I am guessing (but am happy to be corrected) that this might be one example of the sort of improvisation that TerraDave had in mind.
 

Mouseferatu

Villager
That's entirely false. In the 1980s the majority of players knew the DM was not supposed to make anything up behind the screen.
Can I make a Save vs. Anecdote?

;)

Seriously, you've no idea what the "majority of players" knew. Your experience in the 80s certainly doesn't match my own, or that of many people I know.
 

fuindordm

Villager
I don't think anyone can make a credible claim that AD&D was "meant" to be played in a particular way.
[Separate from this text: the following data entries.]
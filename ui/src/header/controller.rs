use crate::config::HeaderConfig;
use crate::core::analytics::{report_identify, report_page, Analytics};
use crate::core::error::HeaderError;
use crate::core::sort_memory::SortMemory;
use crate::core::topic::display_topic;
use crate::route::{self, RouteInfo};

use super::menu::{dropdown_menu, extra_menu, horizontal_menu, DropdownMenu, MenuInputs, MenuItem};
use super::page::PageContext;
use super::visibility::SubheaderVisibility;
use super::SortOrder;

/// A labelled link in the header's breadcrumb area.
#[derive(Debug, Clone, PartialEq, Eq)]
pub struct Breadcrumb {
    pub link: String,
    pub label: String,
}

/// Everything the header renders for one location.
#[derive(Debug, Clone, PartialEq, Eq)]
pub struct HeaderView {
    pub page: PageContext,
    /// `None` when the page manages the document title itself.
    pub document_title: Option<String>,
    pub logo_link: String,
    pub topic: Option<Breadcrumb>,
    pub user: Option<Breadcrumb>,
    pub dropdown: DropdownMenu,
    pub horizontal: Vec<MenuItem>,
    /// Computed for trending listings, rendered only when `show_extra` is set.
    pub extra: Option<Vec<MenuItem>>,
    pub show_extra: bool,
    pub subheader_hidden: bool,
}

impl HeaderView {
    pub fn has_breadcrumb(&self) -> bool {
        self.topic.is_some() || self.user.is_some()
    }
}

/// Per-instance header state: scroll visibility and route bookkeeping.
///
/// One controller lives as long as the mounted header. Rendering is a pure
/// function of the path, the signed-in account and this state.
#[derive(Debug)]
pub struct HeaderController {
    config: HeaderConfig,
    sort_memory: SortMemory,
    analytics: Analytics,
    visibility: SubheaderVisibility,
    previous_path: Option<String>,
}

impl HeaderController {
    pub fn new(config: HeaderConfig, sort_memory: SortMemory, analytics: Analytics) -> Self {
        Self {
            config,
            sort_memory,
            analytics,
            visibility: SubheaderVisibility::new(),
            previous_path: None,
        }
    }

    pub fn config(&self) -> &HeaderConfig {
        &self.config
    }

    pub fn sort_memory(&self) -> &SortMemory {
        &self.sort_memory
    }

    /// Tell analytics who is browsing; called once when the header mounts.
    pub fn identify(&self, account: Option<&str>) {
        report_identify(self.analytics.sink(), account);
    }

    /// Record a location. Returns `false` when `path` equals the previously
    /// observed path, in which case nothing happens.
    pub fn observe_path(&mut self, path: &str) -> bool {
        if self.previous_path.as_deref() == Some(path) {
            return false;
        }
        report_page(self.analytics.sink(), path);

        if let Some(RouteInfo { page, params }) = route::resolve(path) {
            if page == "PostsIndex" {
                if let Some(Ok(order)) = params.first().map(|p| p.parse::<SortOrder>()) {
                    if order != SortOrder::Home {
                        tracing::debug!(%order, "remembering listing sort order");
                        self.sort_memory.remember(order);
                    }
                }
            }
        }
        self.previous_path = Some(path.to_string());
        true
    }

    /// Feed a scroll offset; returns whether the sub-navigation visibility changed.
    pub fn on_scroll(&mut self, y: f64) -> bool {
        self.visibility.on_scroll(y)
    }

    pub fn subheader_hidden(&self) -> bool {
        self.visibility.is_hidden()
    }

    /// Sort order the logo and breadcrumbs lead back to.
    pub fn return_sort(&self) -> SortOrder {
        self.sort_memory.get().unwrap_or(self.config.default_sort)
    }

    pub fn view(&self, path: &str, account: Option<&str>) -> Result<HeaderView, HeaderError> {
        let route = route::resolve(path).ok_or_else(|| HeaderError::RouteResolution {
            path: path.to_string(),
        })?;
        let page = PageContext::classify(&route, account)?;
        let return_sort = self.return_sort();

        let document_title = page
            .sets_document_title()
            .then(|| self.config.document_title(&page.title));

        let topic = page.topic.as_deref().map(|topic| Breadcrumb {
            link: format!("/{return_sort}/{topic}"),
            label: display_topic(topic),
        });
        let user = page.user_name.as_deref().map(|user| Breadcrumb {
            link: format!("/@{user}"),
            label: user.to_string(),
        });

        let inputs = MenuInputs {
            sort_order: page.sort_order,
            topic: page.topic.as_deref(),
            account,
            home_account: page.home_account,
        };
        let dropdown = dropdown_menu(&inputs);
        let horizontal = horizontal_menu(&inputs);
        let extra = extra_menu(&inputs);

        Ok(HeaderView {
            document_title,
            logo_link: format!("/{return_sort}"),
            topic,
            user,
            dropdown,
            horizontal,
            show_extra: self.config.show_trending_toggle && extra.is_some(),
            extra,
            subheader_hidden: self.visibility.is_hidden(),
            page,
        })
    }
}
Each table has always had a unique approach.

Official Setting <--> Homebrew?
Miserly Rewards <--> Monty Hall?
Let the Dice Fall Where They May <--> DM Rolls Behind Screen?
Torches and Rations <--> Mundane affairs handwaved away?
Rules light <--> Rules heavy?
Player Ignorance <--> System Mastery

Each of these spectra is perfectly valid in the AD&D era, and saw lots of variation among tables as evidenced by, for example, the letters and columns and articles in Dragon Magazine where people shared their experiences are argued that one side or the other was better.
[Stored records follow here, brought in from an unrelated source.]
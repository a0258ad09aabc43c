//! Page-view analytics.
//!
//! Analytics is fire-and-forget: sinks return errors so they can be tested,
//! but the header only logs them (see [`report_page`] / [`report_identify`]).

use std::fmt;
use std::sync::Arc;

use crate::core::error::AnalyticsError;

pub trait AnalyticsSink: Send + Sync {
    /// Record a page view for `path`.
    fn page(&self, path: &str) -> Result<(), AnalyticsError>;

    /// Associate following events with an account (`None` for anonymous).
    fn identify(&self, account: Option<&str>) -> Result<(), AnalyticsError>;
}

/// Shared handle passed through component props and context.
#[derive(Clone)]
pub struct Analytics(Arc<dyn AnalyticsSink>);

impl Analytics {
    pub fn new(sink: impl AnalyticsSink + 'static) -> Self {
        Self(Arc::new(sink))
    }

    /// Browser builds talk to `window.analytics`; everything else only logs.
    pub fn platform_default() -> Self {
        #[cfg(target_arch = "wasm32")]
        {
            Self::new(WindowAnalytics)
        }
        #[cfg(not(target_arch = "wasm32"))]
        {
            Self::new(TracingAnalytics)
        }
    }

    pub fn sink(&self) -> &dyn AnalyticsSink {
        self.0.as_ref()
    }
}

impl Default for Analytics {
    fn default() -> Self {
        Self::platform_default()
    }
}

impl fmt::Debug for Analytics {
    fn fmt(&self, f: &mut fmt::Formatter<'_>) -> fmt::Result {
        f.write_str("Analytics(..)")
    }
}

impl PartialEq for Analytics {
    fn eq(&self, other: &Self) -> bool {
        Arc::ptr_eq(&self.0, &other.0)
    }
}

pub fn report_page(sink: &dyn AnalyticsSink, path: &str) {
    if let Err(err) = sink.page(path) {
        tracing::warn!(%err, path, "analytics page view dropped");
    }
}

pub fn report_identify(sink: &dyn AnalyticsSink, account: Option<&str>) {
    if let Err(err) = sink.identify(account) {
        tracing::warn!(%err, ?account, "analytics identify dropped");
    }
}

/// Writes events to the log only.
#[derive(Debug, Clone, Copy, Default)]
pub struct TracingAnalytics;

impl AnalyticsSink for TracingAnalytics {
    fn page(&self, path: &str) -> Result<(), AnalyticsError> {
        tracing::debug!(path, "page view");
        Ok(())
    }

    fn identify(&self, account: Option<&str>) -> Result<(), AnalyticsError> {
        tracing::debug!(?account, "identify");
        Ok(())
    }
}

/// Forwards to a segment-style `window.analytics` client when one is loaded.
#[cfg(target_arch = "wasm32")]
#[derive(Debug, Clone, Copy, Default)]
pub struct WindowAnalytics;

#[cfg(target_arch = "wasm32")]
impl WindowAnalytics {
    fn call(method: &'static str, arg: wasm_bindgen::JsValue) -> Result<(), AnalyticsError> {
        use wasm_bindgen::JsCast;

        let window = web_sys::window().ok_or(AnalyticsError::Unavailable)?;
        let client = js_sys::Reflect::get(&window, &"analytics".into())
            .ok()
            .filter(|v| !v.is_undefined() && !v.is_null())
            .ok_or(AnalyticsError::Unavailable)?;
        let func = js_sys::Reflect::get(&client, &method.into())
            .ok()
            .and_then(|f| f.dyn_into::<js_sys::Function>().ok())
            .ok_or(AnalyticsError::Unavailable)?;
        func.call1(&client, &arg).map(|_| ()).map_err(|err| AnalyticsError::Call {
            method,
            message: format!("{err:?}"),
        })
    }
}

#[cfg(target_arch = "wasm32")]
impl AnalyticsSink for WindowAnalytics {
    fn page(&self, path: &str) -> Result<(), AnalyticsError> {
        Self::call("page", path.into())
    }

    fn identify(&self, account: Option<&str>) -> Result<(), AnalyticsError> {
        let arg = account.map(Into::into).unwrap_or(wasm_bindgen::JsValue::UNDEFINED);
        Self::call("identify", arg)
    }
}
Furthermore, no rule can ever stay behind the screen for long. There may have been a year or two after the release of the DMG when most players were ignorant of a lot of the information therein, but all that diffused outward very quickly. There is no way for a DM to keep their Assassin players from knowing about Poison Training, or the Wizard from learning (after the first mishap) that a fireball fills its designated volume, or that spell research is possible, or that drinking two potions at once can have strange effects.

In short, the level of mystery in your game has always been a moving target, requiring effort on the DMs part to maintain. Players and PCs learn from their mistakes and absorb the rules very quickly, even those which are nominally behind the screen. Nothing about 5E prevents us from creating an in-game atmosphere where the PCs are ignorant of many "rules" and the players must use their wits to survive. And it's pointless to lament that the distribution of information among the three books serves a different style of play. Had they chosen differently, it would have bought us at most a few months of player mystery before all the information diffuses and the DMs have to pick up the slack.
 

Hussar

Legend
Sure, the same way the algorithm underlying Chess has been revealed ...except we still don't know it. We understand it as variations within a repetition.

That's entirely false. In the 1980s the majority of players knew the DM was not supposed to make anything up behind the screen.
I think your point would be much better served if you avoided broad generalizations like what you think the majority of players were doing.